When I was young my family belonged to a Methodist church here in the Illinois Quad Cities. I remember at this time of year people in the church talking about how the true religious meaning of Christmas had been lost amid all the commercialism and emphasis on selling and buying things. I also remember noticing that our minister did not jump on this particular bandwagon. Although he preached sermons about how this time of year should remind us of our religious obligations to help the less fortunate and to be loving and generous he never talked about the ‘true’ meaning of Christmas.

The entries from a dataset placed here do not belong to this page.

//! Filter option catalog: the legal values a client can offer for each filter.

use std::collections::BTreeSet;

use serde::{Deserialize, Serialize};

use crate::query::{AgeBucket, Categorical, DateWindow};
use crate::record::SaleRecord;

#[derive(Debug, Clone, PartialEq, Eq, Serialize, Deserialize)]
pub struct DateRangeOption {
    pub value: String,
    pub label: String,
}

/// Distinct observed values per filterable field plus the fixed enumerations.
///
/// Observed lists are sorted in ordinal (byte) order and never contain empty strings.
#[derive(Debug, Clone, PartialEq, Eq, Serialize, Deserialize)]
#[serde(rename_all = "camelCase")]
pub struct FilterOptions {
    pub customer_regions: Vec<String>,
    pub genders: Vec<String>,
    pub age_ranges: Vec<String>,
    pub product_categories: Vec<String>,
    pub tags: Vec<String>,
    pub payment_methods: Vec<String>,
    pub date_ranges: Vec<DateRangeOption>,
}

impl FilterOptions {
    /// Assemble from already-distinct lists; empties are dropped and lists re-sorted so the
    /// result does not depend on how a backend ordered them.
    #[must_use]
    pub fn from_distinct(
        customer_regions: Vec<String>,
        genders: Vec<String>,
        product_categories: Vec<String>,
        payment_methods: Vec<String>,
        tags: Vec<String>,
    ) -> Self {
        let clean = |v: Vec<String>| -> Vec<String> {
            v.into_iter().filter(|s| !s.is_empty()).collect::<BTreeSet<_>>().into_iter().collect()
        };
        Self {
            customer_regions: clean(customer_regions),
            genders: clean(genders),
            age_ranges: AgeBucket::ALL.iter().map(|b| b.label().to_string()).collect(),
            product_categories: clean(product_categories),
            tags: clean(tags),
            payment_methods: clean(payment_methods),
            date_ranges: DateWindow::ALL
                .iter()
                .map(|w| DateRangeOption { value: w.value().into(), label: w.label().into() })
                .collect(),
        }
    }

    /// Scan the full dataset.
    #[must_use]
    pub fn from_records(records: &[SaleRecord]) -> Self {
        let distinct = |field: Categorical| -> Vec<String> {
            records
                .iter()
                .map(|r| field.value(r))
                .filter(|v| !v.is_empty())
                .collect::<BTreeSet<_>>()
                .into_iter()
                .map(str::to_string)
                .collect()
        };
        let tags: BTreeSet<&str> = records.iter().flat_map(|r| r.tag_tokens()).collect();
        Self::from_distinct(
            distinct(Categorical::CustomerRegion),
            distinct(Categorical::Gender),
            distinct(Categorical::ProductCategory),
            distinct(Categorical::PaymentMethod),
            tags.into_iter().map(str::to_string).collect(),
        )
    }
}
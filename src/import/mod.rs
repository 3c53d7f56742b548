mod csv;
mod options;
mod sample;
mod source;

pub use self::csv::read_sales_csv;
pub use options::{CsvOptions, ImportOptions, ImportReport};
pub use sample::write_sample;
pub use source::DataSource;
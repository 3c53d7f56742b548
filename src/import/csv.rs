use std::io::{Read, Write};

use crate::errors::QueryError;
use crate::record::{RawSale, SaleRecord};

use super::options::{ImportOptions, ImportReport};

/// Parse sales rows from CSV by header name.
///
/// With `skip_errors` a malformed row is counted and skipped; otherwise the first one aborts.
pub fn read_sales_csv<R: Read>(
    reader: R,
    opts: &ImportOptions,
    report: &mut ImportReport,
) -> Result<Vec<SaleRecord>, QueryError> {
    let mut rdr = csv::ReaderBuilder::new()
        .has_headers(opts.csv.has_headers)
        .delimiter(opts.csv.delimiter)
        .flexible(true)
        .from_reader(reader);
    let mut sidecar = match &opts.error_sidecar {
        Some(p) if opts.skip_errors => Some(std::fs::File::create(p)?),
        _ => None,
    };
    let mut out = Vec::new();
    let mut row_no: usize = 0;
    for rec in rdr.deserialize::<RawSale>() {
        row_no += 1;
        let raw = match rec {
            Ok(r) => r,
            Err(e) => {
                if !opts.skip_errors {
                    return Err(e.into());
                }
                log::warn!("skipping csv row {row_no}: {e}");
                if let Some(f) = sidecar.as_mut() {
                    let line = serde_json::json!({ "row": row_no, "error": e.to_string() });
                    writeln!(f, "{line}")?;
                }
                report.skipped += 1;
                continue;
            }
        };
        out.push(SaleRecord::from(raw));
        report.inserted += 1;
        if let Some(n) = opts.progress_every.filter(|n| *n > 0)
            && row_no % n == 0
        {
            log::info!("read {} records (csv)", report.inserted);
        }
    }
    Ok(out)
}
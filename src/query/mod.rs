//! The query engine: criteria, the two filter evaluators, sorting and pagination.

mod compile;
mod filter;
mod normalize;
mod paginate;
mod sort;
mod types;

pub use compile::{Fragment, Predicate, SqlParam, compile, order_by};
pub use filter::{Clause, filter_records, matches, matches_all};
pub use normalize::{PagingPolicy, RawQuery};
pub use paginate::{Page, paginate};
pub use sort::{SortKey, sort_records};
pub use types::{
    AgeBucket, Categorical, DateWindow, FilterCriteria, FilterCriteriaBuilder, Order, PageRequest,
    PageResult, Pagination, Query, SortField, SortMode, SortSpec,
};
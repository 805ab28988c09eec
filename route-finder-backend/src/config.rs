//! Server configuration, read from `ROUTE_FINDER_*` environment variables.

use std::{path::PathBuf, sync::Arc};

use chrono::Duration;
use thiserror::Error;

use crate::route_store::{CachedRouteStore, CsvRouteStore, HttpRouteStore, RouteStore, StoreError};

pub const HOST_VAR: &str = "ROUTE_FINDER_HOST";
pub const PORT_VAR: &str = "ROUTE_FINDER_PORT";
pub const ROUTES_CSV_VAR: &str = "ROUTE_FINDER_ROUTES_CSV";
pub const ROUTES_URL_VAR: &str = "ROUTE_FINDER_ROUTES_URL";
pub const CACHE_TTL_VAR: &str = "ROUTE_FINDER_CACHE_TTL_SECS";
pub const STATIC_DIR_VAR: &str = "ROUTE_FINDER_STATIC_DIR";

const DEFAULT_HOST: &str = "127.0.0.1";
const DEFAULT_PORT: u16 = 8080;
const DEFAULT_CACHE_TTL_SECS: i64 = 300;

#[derive(Debug, Error, PartialEq)]
pub enum ConfigError {
    #[error("No route source configured, set ROUTE_FINDER_ROUTES_CSV or ROUTE_FINDER_ROUTES_URL.")]
    MissingRouteSource,
    #[error("Both ROUTE_FINDER_ROUTES_CSV and ROUTE_FINDER_ROUTES_URL are set, pick one.")]
    ConflictingRouteSource,
    #[error("Invalid value {value:?} for {key}.")]
    InvalidValue { key: &'static str, value: String },
}

#[derive(Debug, Clone, PartialEq)]
pub enum RouteSource {
    Csv(PathBuf),
    Http(String),
}

#[derive(Debug, Clone, PartialEq)]
pub struct ServerConfig {
    pub host: String,
    pub port: u16,
    pub route_source: RouteSource,
    /// `None` when caching is disabled
    pub cache_ttl: Option<Duration>,
    pub static_dir: Option<PathBuf>,
}

impl ServerConfig {
    pub fn from_env() -> Result<Self, ConfigError> {
        Self::from_lookup(|key| std::env::var(key).ok())
    }

    /// Build the configuration from any key lookup. Empty values count as unset.
    pub fn from_lookup<F>(lookup: F) -> Result<Self, ConfigError>
    where
        F: Fn(&str) -> Option<String>,
    {
        let get = |key: &str| lookup(key).filter(|v| !v.trim().is_empty());

        let port = match get(PORT_VAR) {
            Some(v) => v.trim().parse::<u16>().map_err(|_| ConfigError::InvalidValue {
                key: PORT_VAR,
                value: v.clone(),
            })?,
            None => DEFAULT_PORT,
        };

        let route_source = match (get(ROUTES_CSV_VAR), get(ROUTES_URL_VAR)) {
            (Some(path), None) => RouteSource::Csv(PathBuf::from(path)),
            (None, Some(url)) => RouteSource::Http(url),
            (Some(_), Some(_)) => return Err(ConfigError::ConflictingRouteSource),
            (None, None) => return Err(ConfigError::MissingRouteSource),
        };

        let ttl_secs = match get(CACHE_TTL_VAR) {
            Some(v) => v
                .trim()
                .parse::<i64>()
                .ok()
                .filter(|secs| *secs >= 0)
                .ok_or(ConfigError::InvalidValue {
                    key: CACHE_TTL_VAR,
                    value: v.clone(),
                })?,
            None => DEFAULT_CACHE_TTL_SECS,
        };

        Ok(ServerConfig {
            host: get(HOST_VAR).unwrap_or_else(|| DEFAULT_HOST.to_string()),
            port,
            route_source,
            cache_ttl: (ttl_secs > 0).then(|| Duration::seconds(ttl_secs)),
            static_dir: get(STATIC_DIR_VAR).map(PathBuf::from),
        })
    }

    pub fn build_store(&self) -> Result<Arc<dyn RouteStore>, StoreError> {
        let store: Arc<dyn RouteStore> = match (&self.route_source, self.cache_ttl) {
            (RouteSource::Csv(path), None) => Arc::new(CsvRouteStore::new(path.clone())),
            (RouteSource::Csv(path), Some(ttl)) => {
                Arc::new(CachedRouteStore::new(CsvRouteStore::new(path.clone()), ttl))
            }
            (RouteSource::Http(url), None) => Arc::new(HttpRouteStore::new(url.clone())?),
            (RouteSource::Http(url), Some(ttl)) => {
                Arc::new(CachedRouteStore::new(HttpRouteStore::new(url.clone())?, ttl))
            }
        };
        Ok(store)
    }
}

#[cfg(test)]
mod config_tests {
    use super::*;
    use std::collections::HashMap;

    fn config_from(vars: &[(&str, &str)]) -> Result<ServerConfig, ConfigError> {
        let vars: HashMap<String, String> = vars
            .iter()
            .map(|(k, v)| (k.to_string(), v.to_string()))
            .collect();
        ServerConfig::from_lookup(|key| vars.get(key).cloned())
    }

    #[test]
    fn test_defaults() {
        let config = config_from(&[(ROUTES_CSV_VAR, "routes.csv")]).unwrap();

        assert_eq!(
            config,
            ServerConfig {
                host: "127.0.0.1".to_string(),
                port: 8080,
                route_source: RouteSource::Csv(PathBuf::from("routes.csv")),
                cache_ttl: Some(Duration::seconds(300)),
                static_dir: None,
            }
        );
    }

    #[test]
    fn test_overrides() {
        let config = config_from(&[
            (HOST_VAR, "0.0.0.0"),
            (PORT_VAR, "3000"),
            (ROUTES_URL_VAR, "http://mongo-gateway/directRoutes"),
            (CACHE_TTL_VAR, "0"),
            (STATIC_DIR_VAR, "www"),
        ])
        .unwrap();

        assert_eq!(config.host, "0.0.0.0");
        assert_eq!(config.port, 3000);
        assert_eq!(
            config.route_source,
            RouteSource::Http("http://mongo-gateway/directRoutes".to_string())
        );
        assert_eq!(config.cache_ttl, None);
        assert_eq!(config.static_dir, Some(PathBuf::from("www")));
    }

    #[test]
    fn test_route_source_required() {
        assert_eq!(config_from(&[]), Err(ConfigError::MissingRouteSource));
        assert_eq!(
            config_from(&[(ROUTES_CSV_VAR, "  ")]),
            Err(ConfigError::MissingRouteSource)
        );
        assert_eq!(
            config_from(&[(ROUTES_CSV_VAR, "routes.csv"), (ROUTES_URL_VAR, "http://x")]),
            Err(ConfigError::ConflictingRouteSource)
        );
    }

    #[test]
    fn test_invalid_numbers() {
        assert_eq!(
            config_from(&[(ROUTES_CSV_VAR, "routes.csv"), (PORT_VAR, "eighty")]),
            Err(ConfigError::InvalidValue {
                key: PORT_VAR,
                value: "eighty".to_string()
            })
        );
        assert_eq!(
            config_from(&[(ROUTES_CSV_VAR, "routes.csv"), (CACHE_TTL_VAR, "-1")]),
            Err(ConfigError::InvalidValue {
                key: CACHE_TTL_VAR,
                value: "-1".to_string()
            })
        );
    }
}
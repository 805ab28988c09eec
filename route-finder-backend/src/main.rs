//! Uses actix to serve the route search endpoints over the known direct routes, optionally
//! serving the map frontend's static files alongside them.

use actix_web::{middleware::Logger, web, App, HttpServer};
use log::info;
use route_finder::config::ServerConfig;
use route_finder::web_app::{self, AppState};
use tracing_subscriber::EnvFilter;

#[actix_web::main]
async fn main() -> std::io::Result<()> {
    dotenvy::dotenv().ok();
    tracing_subscriber::fmt()
        .with_env_filter(EnvFilter::try_from_default_env().unwrap_or_else(|_| EnvFilter::new("info")))
        .init();

    let config = ServerConfig::from_env()
        .map_err(|e| std::io::Error::new(std::io::ErrorKind::InvalidInput, e))?;
    info!("Serving routes from {:?}", config.route_source);

    let state = web::Data::new(AppState {
        store: config
            .build_store()
            .map_err(|e| std::io::Error::new(std::io::ErrorKind::Other, e))?,
    });
    let static_dir = config.static_dir.clone();

    info!("Listening on {}:{}", config.host, config.port);
    HttpServer::new(move || {
        let app = App::new()
            .wrap(Logger::default())
            .app_data(state.clone())
            .configure(web_app::configure);

        match &static_dir {
            Some(dir) => app.service(actix_files::Files::new("/", dir).index_file("index.html")),
            None => app,
        }
    })
    .bind((config.host.as_str(), config.port))?
    .run()
    .await
}
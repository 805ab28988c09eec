pub mod routes {
    use serde::{Deserialize, Serialize};
    use thiserror::Error;

    /// Round to cents on the binary value of `value * 100`, halves away from zero.
    ///
    /// This is not decimal rounding: a price whose decimal half is not exactly representable
    /// rounds by its nearest `f64`, so `1.005` gives `1.0` while `120.555` gives `120.56`. The
    /// results match JavaScript's `Math.round(x * 100) / 100`.
    pub fn round2(value: f64) -> f64 {
        (value * 100.0).round() / 100.0
    }

    /// Known direct connection between two airports, as stored by the route collection
    #[derive(Debug, Clone, PartialEq, Serialize, Deserialize)]
    pub struct Edge {
        pub origin: String,
        pub destination: String,
        pub price: f64,
    }

    impl Edge {
        pub fn new(origin: impl Into<String>, destination: impl Into<String>, price: f64) -> Self {
            Edge {
                origin: origin.into(),
                destination: destination.into(),
                price,
            }
        }
    }

    /// Price field as it may appear in a stored document, either numeric or a numeric string
    #[derive(Debug, Clone, PartialEq, Serialize, Deserialize)]
    #[serde(untagged)]
    pub enum RawPrice {
        Number(f64),
        Text(String),
    }

    /// Route document before any validation. Nothing here is guaranteed to be present.
    #[derive(Debug, Clone, Default, PartialEq, Serialize, Deserialize)]
    pub struct RawRoute {
        pub origin: Option<String>,
        pub destination: Option<String>,
        pub price: Option<RawPrice>,
    }

    #[derive(Debug, Error, PartialEq)]
    pub enum EdgeError {
        #[error("Route record is missing the {0} field.")]
        MissingField(&'static str),
        #[error("Route price {0} is not a non-negative number.")]
        InvalidPrice(String),
    }

    fn required_code(value: Option<String>, field: &'static str) -> Result<String, EdgeError> {
        match value {
            Some(code) if !code.trim().is_empty() => Ok(code.trim().to_string()),
            _ => Err(EdgeError::MissingField(field)),
        }
    }

    impl TryFrom<RawRoute> for Edge {
        type Error = EdgeError;

        fn try_from(raw: RawRoute) -> Result<Self, Self::Error> {
            let origin = required_code(raw.origin, "origin")?;
            let destination = required_code(raw.destination, "destination")?;

            let price = match raw.price {
                Some(RawPrice::Number(n)) => n,
                Some(RawPrice::Text(s)) => s
                    .trim()
                    .parse::<f64>()
                    .map_err(|_| EdgeError::InvalidPrice(s.clone()))?,
                None => return Err(EdgeError::MissingField("price")),
            };

            if !price.is_finite() || price < 0.0 {
                return Err(EdgeError::InvalidPrice(price.to_string()));
            }

            Ok(Edge {
                origin,
                destination,
                price,
            })
        }
    }

    /// One leg of an itinerary with its rounded price
    #[derive(Debug, Clone, PartialEq, Serialize, Deserialize)]
    pub struct Segment {
        pub from: String,
        pub to: String,
        pub price: f64,
    }

    /// Itinerary returned by the cheapest routes search
    #[derive(Debug, Clone, PartialEq, Serialize, Deserialize)]
    #[serde(rename_all = "camelCase")]
    pub struct CheapestRoute {
        pub route: Vec<String>,
        pub total_cost: f64,
        pub segment_costs: Vec<Segment>,
    }
}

I asked my father, who had studied for the ministry, about this and he explained that anyone who had studied the history of the church knew that the gift-giving and revelry, the tree, the mistletoe and the Yule log, WAS the true meaning of Christmas. The celebration on December 25 was a pre-existing pagan holiday that Christianity had co-opted. My father explained that among the New England Puritans from whom he was descended the more religious you were the less you celebrated Christmas. My mother’s family was Quaker and although I was not raised as a Quaker I attended a Quaker boarding high school. I discovered there that the Quakers as a religious body did not even mention Christmas as a religious holiday, although almost all the Quaker families I knew had a Christmas tree and exchanged gifts at home. (The Quakers also did not celebrate Easter, feeling that anything worth celebrating should be celebrated every day of the year, not just on one special day.)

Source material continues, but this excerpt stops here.